June 9 (Bloomberg) -- Libya’s top court annulled the election by parliament of an Islamist-backed prime minister, deepening a political crisis in the North Africa oil producer.
The Libya Supreme Constitutional Court in Tripoli said the election of Ahmed Maetig was unconstitutional, Al-Nabaa television reported. Several violations of the national charter were recorded during the vote, and evidence will soon be made public, the court said.
“The GNC should comply with the Supreme Court decision, it’s non-negotiable,” Omar Hamidan, spokesman for the parliament, or General National Congress, said. “Mr. Maiteg should comply with the court’s decision, otherwise this will create a huge political and legal issue for Libya.” Lawmakers will convene tomorrow to discuss the ruling.
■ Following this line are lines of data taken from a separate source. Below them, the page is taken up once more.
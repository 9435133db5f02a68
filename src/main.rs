//! Partscope - explore the parts of a 3D model
//!
//! Opens the bundled model and lists its hierarchy in hover-driven columns
//! next to an orbitable 3D view.

use eframe::egui;
use log::info;

use partscope::constants::{self, panel};
use partscope::gpu::depth_buffer_bits;
use partscope::{ViewerApp, ViewerConfig};

/// Application entry point.
fn main() -> Result<(), eframe::Error> {
    env_logger::Builder::from_env(env_logger::Env::default().default_filter_or("info")).init();

    let config = ViewerConfig::load_or_default();
    info!("Starting {}", constants::APP_TITLE);

    let options = eframe::NativeOptions {
        viewport: egui::ViewportBuilder::default()
            .with_inner_size(panel::DEFAULT_WINDOW_SIZE)
            .with_title(constants::APP_TITLE),
        renderer: eframe::Renderer::Wgpu,
        depth_buffer: depth_buffer_bits(),
        ..Default::default()
    };

    eframe::run_native(
        constants::APP_TITLE,
        options,
        Box::new(move |cc| Ok(Box::new(ViewerApp::new(cc, config)))),
    )
}
//! Partscope core library
//!
//! A glTF model viewer with a hover-driven part explorer. The explorer and
//! scene model have no GPU or window dependencies; `app` and `gpu` wire them
//! into eframe and wgpu.

pub mod app;
pub mod config;
pub mod constants;
pub mod error;
pub mod explorer;
pub mod gpu;
pub mod scene;
pub mod theme;
pub mod viewport;

// Re-export commonly used types
pub use app::ViewerApp;
pub use config::ViewerConfig;
pub use error::ViewerError;
pub use explorer::PartExplorer;
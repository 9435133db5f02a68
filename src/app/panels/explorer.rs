//! Side panel listing the explorer columns

use egui::{Align2, CornerRadius, FontId, Sense, Ui, Vec2};

use crate::explorer::{Column, HoverTracker, PartExplorer};
use crate::theme;

/// Actions produced by the explorer panel, applied after the UI pass
#[derive(Debug, Clone, Copy, PartialEq, Eq)]
pub enum ExplorerAction {
    None,
    /// Pointer entered entry `index` of column `depth`
    Hover { depth: usize, index: usize },
    Reset,
}

/// Renders the column stack and turns pointer hover into actions
#[derive(Debug, Default)]
pub struct ExplorerPanel {
    tracker: HoverTracker,
}

impl ExplorerPanel {
    pub fn new() -> Self {
        Self::default()
    }

    /// Forget hover history, e.g. after a new model or a reset
    pub fn reset(&mut self) {
        self.tracker.reset();
    }

    pub fn show(&mut self, ui: &mut Ui, explorer: &PartExplorer) -> ExplorerAction {
        let mut action = ExplorerAction::None;

        ui.horizontal(|ui| {
            ui.heading("Parts");
            ui.with_layout(egui::Layout::right_to_left(egui::Align::Center), |ui| {
                if ui.button("Show all").clicked() {
                    action = ExplorerAction::Reset;
                }
            });
        });
        ui.separator();

        let mut hovered = None;
        egui::ScrollArea::vertical()
            .id_salt("explorer_columns")
            .auto_shrink([false, false])
            .show(ui, |ui| {
                ui.spacing_mut().item_spacing.y = 0.0;
                for column in explorer.columns().columns() {
                    if let Some(index) = Self::show_column(ui, column) {
                        hovered = Some((column.depth, index));
                    }
                }
            });

        if action == ExplorerAction::Reset {
            self.tracker.reset();
            return action;
        }

        match self.tracker.update(hovered) {
            Some((depth, index)) => ExplorerAction::Hover { depth, index },
            None => action,
        }
    }

    /// One fixed-height column; returns the hovered entry index
    fn show_column(ui: &mut Ui, column: &Column) -> Option<usize> {
        let colors = theme::colors();
        let dims = theme::dimensions();
        let mut hovered = None;

        egui::Frame::new().fill(column.background).show(ui, |ui| {
            ui.set_width(ui.available_width());
            ui.set_height(column.height);
            egui::ScrollArea::vertical()
                .id_salt(("explorer_column", column.depth))
                .max_height(column.height)
                .auto_shrink([false, false])
                .show(ui, |ui| {
                    for (index, entry) in column.entries.iter().enumerate() {
                        let size = Vec2::new(ui.available_width(), dims.entry_height);
                        let (rect, response) = ui.allocate_exact_size(size, Sense::hover());

                        let text_color = if entry.active {
                            ui.painter().rect_filled(rect, CornerRadius::ZERO, colors.entry_active_fill);
                            colors.entry_active_text
                        } else {
                            colors.entry_text
                        };
                        ui.painter().text(
                            rect.left_center() + Vec2::new(dims.entry_padding.x, 0.0),
                            Align2::LEFT_CENTER,
                            &entry.label,
                            FontId::proportional(13.0),
                            text_color,
                        );

                        if response.hovered() {
                            hovered = Some(index);
                        }
                    }
                });
        });

        hovered
    }
}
Libya has been mired in unrest in the three years since the overthrow of Muammar Qaddafi, with the chaos halting the recovery of crude output and the country divided into virtual fiefdoms controlled by armed groups with competing interests.
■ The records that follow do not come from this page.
//! Central 3D viewport: camera input, model placement and the paint callback

use eframe::wgpu;
use egui::{Color32, CornerRadius, Sense, Ui};

use crate::config::ViewerConfig;
use crate::explorer::PartExplorer;
use crate::gpu::{ModelGeometry, SceneRenderCallback};
use crate::scene::MaterialLibrary;
use crate::viewport::{Camera3D, FrameScene, IntroSpin, ModelPlacement, NoticePhase, OrbitControls, SceneEnvironment};

/// Longest frame step fed to the animations, so a stalled frame does not jump
const MAX_FRAME_SECONDS: f32 = 0.1;

/// What the viewport draws this frame
pub struct ViewportModel<'a> {
    pub explorer: &'a mut PartExplorer,
    pub materials: &'a MaterialLibrary,
    pub geometry: &'a ModelGeometry,
}

/// Camera, controls and scene surroundings of the model view
#[derive(Debug)]
pub struct ViewportPanel {
    camera: Camera3D,
    controls: OrbitControls,
    environment: SceneEnvironment,
    placement: ModelPlacement,
    intro: IntroSpin,
}

impl ViewportPanel {
    pub fn new(config: &ViewerConfig) -> Self {
        Self {
            camera: Camera3D::from_settings(&config.camera),
            controls: OrbitControls::from_settings(&config.controls),
            environment: SceneEnvironment::from_settings(&config.scene, &config.sky),
            placement: ModelPlacement::default(),
            intro: IntroSpin::new(false),
        }
    }

    /// Restart the intro spin for a freshly loaded model
    pub fn start_intro(&mut self, enabled: bool) {
        self.intro = IntroSpin::new(enabled);
    }

    pub fn notice_opacity(&self) -> f32 {
        self.intro.notice_opacity()
    }

    pub fn background(&self) -> Color32 {
        let [r, g, b] = self.environment.background;
        Color32::from_rgb((r * 255.0) as u8, (g * 255.0) as u8, (b * 255.0) as u8)
    }

    /// Handle input, advance animation and queue the scene for painting.
    /// Returns true while something is still moving.
    pub fn show(
        &mut self,
        ui: &mut Ui,
        model: Option<ViewportModel<'_>>,
        target_format: Option<wgpu::TextureFormat>,
    ) -> bool {
        let (rect, response) = ui.allocate_exact_size(ui.available_size(), Sense::drag());
        let delta_seconds = ui.input(|i| i.stable_dt).min(MAX_FRAME_SECONDS);

        if response.dragged() {
            let delta = response.drag_delta();
            self.controls.rotate_by_pixels(delta.x, delta.y, rect.height());
        }
        if response.hovered() {
            let scroll = ui.input(|i| i.smooth_scroll_delta.y);
            self.controls.zoom(scroll);
        }

        self.camera.set_viewport_size(rect.width(), rect.height());
        let camera_moving = self.controls.update(&mut self.camera, delta_seconds);
        self.intro.update(delta_seconds);

        let (frame, geometry) = match model {
            Some(model) => {
                model
                    .explorer
                    .set_root_transform(self.placement.matrix(self.intro.yaw()));
                let frame = FrameScene::build(&self.camera, &self.environment, model.explorer.tree(), model.materials);
                (frame, Some(model.geometry.clone()))
            }
            None => (FrameScene::empty(&self.camera, &self.environment), None),
        };

        match target_format {
            Some(format) => {
                ui.painter().add(egui_wgpu::Callback::new_paint_callback(
                    rect,
                    SceneRenderCallback::new(format, frame, geometry),
                ));
            }
            None => {
                ui.painter().rect_filled(rect, CornerRadius::ZERO, self.background());
            }
        }

        camera_moving || self.controls.auto_rotate || self.intro.notice() != NoticePhase::Hidden
    }
}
Maetig, a businessman from the western city of Misrata who is supported by pro-Islamist political parties and militias, was elected last month following the resignation of Abdullah al-Thinni after an attack on his home.
Al-Thinni then contested the vote and vowed to remain in the post until a ruling by the nation’s top court.
Elections are due 25 June to replace the interim GNC.